> [Material supplied]:

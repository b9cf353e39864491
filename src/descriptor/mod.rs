//! Descriptor set allocation
//!
//! The descriptor-set analog of the dynamic buffer stack:
//!
//! - [`DescriptorPoolManager`]: thread-safe pool of descriptor pools with a
//!   fence-gated pending-release queue for whole-pool recycling.
//! - [`DescriptorSetAllocator`]: thread-safe allocator for long-lived sets
//!   with an explicit per-set release path.
//! - [`DynamicDescriptorSetAllocator`]: per-rendering-context allocator for
//!   per-frame transient sets; entire pools are recycled at frame end.

pub mod dynamic_allocator;
pub mod pool_manager;
pub mod set_allocator;

pub use dynamic_allocator::DynamicDescriptorSetAllocator;
pub use pool_manager::{DescriptorPool, DescriptorPoolManager};
pub use set_allocator::{DescriptorSetAllocation, DescriptorSetAllocator};
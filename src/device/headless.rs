//! Host-memory device backend
//!
//! [`HeadlessDevice`] implements [`BufferDevice`] and [`DescriptorDevice`]
//! entirely in host memory: buffers are boxed byte blocks whose stable heap
//! address doubles as the fabricated GPU virtual address, and descriptor
//! pools are capacity counters. It backs the test suites and lets the
//! allocator stack run in headless tools without a GPU.

use std::ptr::NonNull;
use std::sync::atomic::{AtomicU64, Ordering};

use parking_lot::Mutex;
use rustc_hash::FxHashMap;

use super::{
    BufferDevice, BufferHandle, DescriptorDevice, DescriptorPoolConfig, DescriptorPoolHandle,
    DescriptorSetHandle, DeviceError, RawBuffer, SetLayoutHandle,
};

struct HostBuffer {
    /// Owning storage. Never touched through this field after creation; the
    /// caller writes through the mapped pointer handed out in [`RawBuffer`].
    #[allow(dead_code)]
    storage: Box<[u8]>,
    size: u64,
}

struct BufferTable {
    buffers: FxHashMap<u64, HostBuffer>,
    resident_bytes: u64,
    budget: Option<u64>,
}

struct HostPool {
    max_sets: u32,
    allocated_sets: u32,
    allow_individual_free: bool,
}

/// In-process implementation of the device collaborator traits.
pub struct HeadlessDevice {
    next_id: AtomicU64,
    buffer_table: Mutex<BufferTable>,
    pools: Mutex<FxHashMap<u64, HostPool>>,
}

impl HeadlessDevice {
    /// Device with no memory budget.
    #[must_use]
    pub fn new() -> Self {
        Self {
            next_id: AtomicU64::new(1),
            buffer_table: Mutex::new(BufferTable {
                buffers: FxHashMap::default(),
                resident_bytes: 0,
                budget: None,
            }),
            pools: Mutex::new(FxHashMap::default()),
        }
    }

    /// Device that fails buffer creation once `budget` resident bytes would
    /// be exceeded, for exercising out-of-memory paths.
    #[must_use]
    pub fn with_buffer_budget(budget: u64) -> Self {
        let device = Self::new();
        device.buffer_table.lock().budget = Some(budget);
        device
    }

    fn next_id(&self) -> u64 {
        self.next_id.fetch_add(1, Ordering::Relaxed)
    }

    /// Number of buffers currently alive on the device.
    #[must_use]
    pub fn live_buffer_count(&self) -> usize {
        self.buffer_table.lock().buffers.len()
    }

    /// Number of descriptor pools currently alive on the device.
    #[must_use]
    pub fn live_pool_count(&self) -> usize {
        self.pools.lock().len()
    }

    /// Total bytes of buffer storage currently resident.
    #[must_use]
    pub fn resident_bytes(&self) -> u64 {
        self.buffer_table.lock().resident_bytes
    }
}

impl Default for HeadlessDevice {
    fn default() -> Self {
        Self::new()
    }
}

impl BufferDevice for HeadlessDevice {
    fn create_buffer(&self, size: u64) -> Result<RawBuffer, DeviceError> {
        let mut table = self.buffer_table.lock();
        if let Some(budget) = table.budget {
            if table.resident_bytes.saturating_add(size) > budget {
                return Err(DeviceError::OutOfMemory { requested: size });
            }
        }

        let mut storage = vec![0u8; size as usize].into_boxed_slice();
        // The boxed slice's heap block never moves, so the pointer stays
        // valid while the entry lives in the table. Empty buffers get the
        // usual dangling-but-aligned pointer.
        let cpu_ptr = NonNull::new(storage.as_mut_ptr()).unwrap_or(NonNull::dangling());
        let gpu_address = cpu_ptr.as_ptr() as u64;

        let id = self.next_id();
        table.buffers.insert(id, HostBuffer { storage, size });
        table.resident_bytes += size;

        Ok(RawBuffer {
            handle: BufferHandle::new(id),
            gpu_address,
            cpu_ptr,
        })
    }

    fn destroy_buffer(&self, handle: BufferHandle) {
        let mut table = self.buffer_table.lock();
        if let Some(buffer) = table.buffers.remove(&handle.raw()) {
            table.resident_bytes -= buffer.size;
        } else {
            log::warn!("destroy_buffer: unknown handle {:#x}", handle.raw());
        }
    }
}

impl DescriptorDevice for HeadlessDevice {
    fn create_pool(
        &self,
        config: &DescriptorPoolConfig,
    ) -> Result<DescriptorPoolHandle, DeviceError> {
        // Capacity is modeled on max_sets alone; the per-type pool sizes are
        // bookkeeping a real backend would forward to the native API.
        let id = self.next_id();
        self.pools.lock().insert(
            id,
            HostPool {
                max_sets: config.max_sets,
                allocated_sets: 0,
                allow_individual_free: config.allow_individual_free,
            },
        );
        Ok(DescriptorPoolHandle::new(id))
    }

    fn destroy_pool(&self, pool: DescriptorPoolHandle) {
        if self.pools.lock().remove(&pool.raw()).is_none() {
            log::warn!("destroy_pool: unknown handle {:#x}", pool.raw());
        }
    }

    fn allocate_set(
        &self,
        pool: DescriptorPoolHandle,
        _layout: SetLayoutHandle,
    ) -> Result<DescriptorSetHandle, DeviceError> {
        let mut pools = self.pools.lock();
        let entry = pools
            .get_mut(&pool.raw())
            .ok_or(DeviceError::UnknownHandle(pool.raw()))?;
        if entry.allocated_sets >= entry.max_sets {
            return Err(DeviceError::PoolExhausted);
        }
        entry.allocated_sets += 1;
        drop(pools);
        Ok(DescriptorSetHandle::new(self.next_id()))
    }

    fn free_set(
        &self,
        pool: DescriptorPoolHandle,
        _set: DescriptorSetHandle,
    ) -> Result<(), DeviceError> {
        let mut pools = self.pools.lock();
        let entry = pools
            .get_mut(&pool.raw())
            .ok_or(DeviceError::UnknownHandle(pool.raw()))?;
        if !entry.allow_individual_free {
            return Err(DeviceError::IndividualFreeUnsupported);
        }
        entry.allocated_sets = entry.allocated_sets.saturating_sub(1);
        Ok(())
    }

    fn reset_pool(&self, pool: DescriptorPoolHandle) {
        let mut pools = self.pools.lock();
        if let Some(entry) = pools.get_mut(&pool.raw()) {
            entry.allocated_sets = 0;
        } else {
            log::warn!("reset_pool: unknown handle {:#x}", pool.raw());
        }
    }
}

#[cfg(test)]
mod tests {
    use super::*;

    fn pool_config(max_sets: u32, allow_individual_free: bool) -> DescriptorPoolConfig {
        DescriptorPoolConfig {
            pool_sizes: Vec::new(),
            max_sets,
            allow_individual_free,
        }
    }

    #[test]
    fn buffers_are_writable_and_tracked() {
        let device = HeadlessDevice::new();
        let buffer = device.create_buffer(64).unwrap();
        unsafe {
            buffer.cpu_ptr.as_ptr().write(0xAB);
        }
        assert_eq!(device.live_buffer_count(), 1);
        assert_eq!(device.resident_bytes(), 64);

        device.destroy_buffer(buffer.handle);
        assert_eq!(device.live_buffer_count(), 0);
        assert_eq!(device.resident_bytes(), 0);
    }

    #[test]
    fn budget_is_enforced() {
        let device = HeadlessDevice::with_buffer_budget(100);
        let first = device.create_buffer(80).unwrap();
        assert_eq!(
            device.create_buffer(80).unwrap_err(),
            DeviceError::OutOfMemory { requested: 80 }
        );
        device.destroy_buffer(first.handle);
        assert!(device.create_buffer(80).is_ok());
    }

    #[test]
    fn zero_byte_buffer_is_valid() {
        let device = HeadlessDevice::new();
        let buffer = device.create_buffer(0).unwrap();
        assert_ne!(buffer.handle.raw(), 0);
        device.destroy_buffer(buffer.handle);
    }

    #[test]
    fn pool_capacity_and_reset() {
        let device = HeadlessDevice::new();
        let pool = device.create_pool(&pool_config(2, false)).unwrap();
        let layout = SetLayoutHandle::new(1);

        let a = device.allocate_set(pool, layout).unwrap();
        let b = device.allocate_set(pool, layout).unwrap();
        assert_ne!(a, b);
        assert_eq!(
            device.allocate_set(pool, layout).unwrap_err(),
            DeviceError::PoolExhausted
        );

        assert_eq!(
            device.free_set(pool, a).unwrap_err(),
            DeviceError::IndividualFreeUnsupported
        );

        device.reset_pool(pool);
        assert!(device.allocate_set(pool, layout).is_ok());
        device.destroy_pool(pool);
    }

    #[test]
    fn individual_free_restores_capacity() {
        let device = HeadlessDevice::new();
        let pool = device.create_pool(&pool_config(1, true)).unwrap();
        let layout = SetLayoutHandle::new(7);

        let set = device.allocate_set(pool, layout).unwrap();
        assert_eq!(
            device.allocate_set(pool, layout).unwrap_err(),
            DeviceError::PoolExhausted
        );
        device.free_set(pool, set).unwrap();
        assert!(device.allocate_set(pool, layout).is_ok());
        device.destroy_pool(pool);
    }
}
//! Set-related database queries.

use rusqlite::params;

use crate::pool::{DbError, DbPool, DbResult};
use crate::queries::tunes::{tune_from_row, TuneRow, TUNE_COLUMNS};

/// SetTable row from database.
#[derive(Debug, Clone)]
pub struct SetRow {
    pub set_id: i64,
    pub description: Option<String>,
}

/// A tune together with its position inside a set.
#[derive(Debug, Clone)]
pub struct SetTuneRow {
    pub tune_index: Option<i64>,
    pub tune: TuneRow,
}

/// Get a set by ID.
pub fn get_set(pool: &DbPool, set_id: i64) -> DbResult<SetRow> {
    pool.with_conn(|conn| {
        conn.query_row(
            "SELECT set_id, description FROM SetTable WHERE set_id = ?1",
            params![set_id],
            |row| {
                Ok(SetRow {
                    set_id: row.get(0)?,
                    description: row.get(1)?,
                })
            },
        )
        .map_err(|e| match e {
            rusqlite::Error::QueryReturnedNoRows => DbError::NotFound(format!("Set: {}", set_id)),
            e => DbError::Connection(e),
        })
    })
}

/// List the tunes of a set in playing order.
pub fn list_tunes_in_set(pool: &DbPool, set_id: i64) -> DbResult<Vec<SetTuneRow>> {
    pool.with_conn(|conn| {
        let mut stmt = conn.prepare(&format!(
            "SELECT ts.tune_index, {TUNE_COLUMNS}
             FROM TuneToSet ts
             JOIN Tune t ON t.tune_id = ts.tune_id
             WHERE ts.set_id = ?1
             ORDER BY ts.tune_index, t.tune_id"
        ))?;

        let rows = stmt
            .query_map(params![set_id], |row| {
                Ok(SetTuneRow {
                    tune_index: row.get(0)?,
                    tune: tune_from_row(row, 1)?,
                })
            })?
            .collect::<Result<Vec<_>, _>>()?;
        Ok(rows)
    })
}

/// Count all sets.
pub fn count_sets(pool: &DbPool) -> DbResult<i64> {
    pool.with_conn(|conn| {
        Ok(conn.query_row("SELECT COUNT(*) FROM SetTable", [], |row| row.get(0))?)
    })
}

#[cfg(test)]
mod tests {
    use super::*;
    use crate::queries::test_support::seeded_pool;

    #[test]
    fn test_tunes_in_set_follow_tune_index() {
        let pool = seeded_pool();
        let tunes = list_tunes_in_set(&pool, 101).unwrap();
        let names: Vec<&str> = tunes.iter().map(|t| t.tune.name.as_str()).collect();
        assert_eq!(names, vec!["Drowsy Maggie", "The Blarney Pilgrim"]);
        assert_eq!(tunes[1].tune_index, Some(2));
    }

    #[test]
    fn test_get_set() {
        let pool = seeded_pool();
        let set = get_set(&pool, 102).unwrap();
        assert_eq!(set.description.as_deref(), Some("Drowsy Maggie, Cooley's"));
        assert!(matches!(get_set(&pool, 7), Err(DbError::NotFound(_))));
        assert_eq!(count_sets(&pool).unwrap(), 2);
    }
}
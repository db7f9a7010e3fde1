//! Set lookups.

pub mod model;

use crate::error::{TunegraphError, TunegraphResult};
use model::{Set, SetSummary, SetTune};
use tunegraph_db::queries::sets as queries;
use tunegraph_db::{DbError, DbPool};

/// Get a set with its ordered tunes.
pub fn get_set(pool: &DbPool, set_id: i64) -> TunegraphResult<Set> {
    let summary = queries::get_set(pool, set_id)
        .map(SetSummary::from_row)
        .map_err(|e| match e {
            DbError::NotFound(_) => TunegraphError::SetNotFound(set_id),
            e => e.into(),
        })?;

    let tunes = queries::list_tunes_in_set(pool, set_id)?
        .into_iter()
        .map(SetTune::from_row)
        .collect();

    Ok(Set {
        set_id: summary.set_id,
        description: summary.description,
        tunes,
    })
}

> [What to produce]:
Return the lines above that include the string "params".

> [Solution to this exercise]:
use rusqlite::params;
            params![set_id],
            .query_map(params![set_id], |row| {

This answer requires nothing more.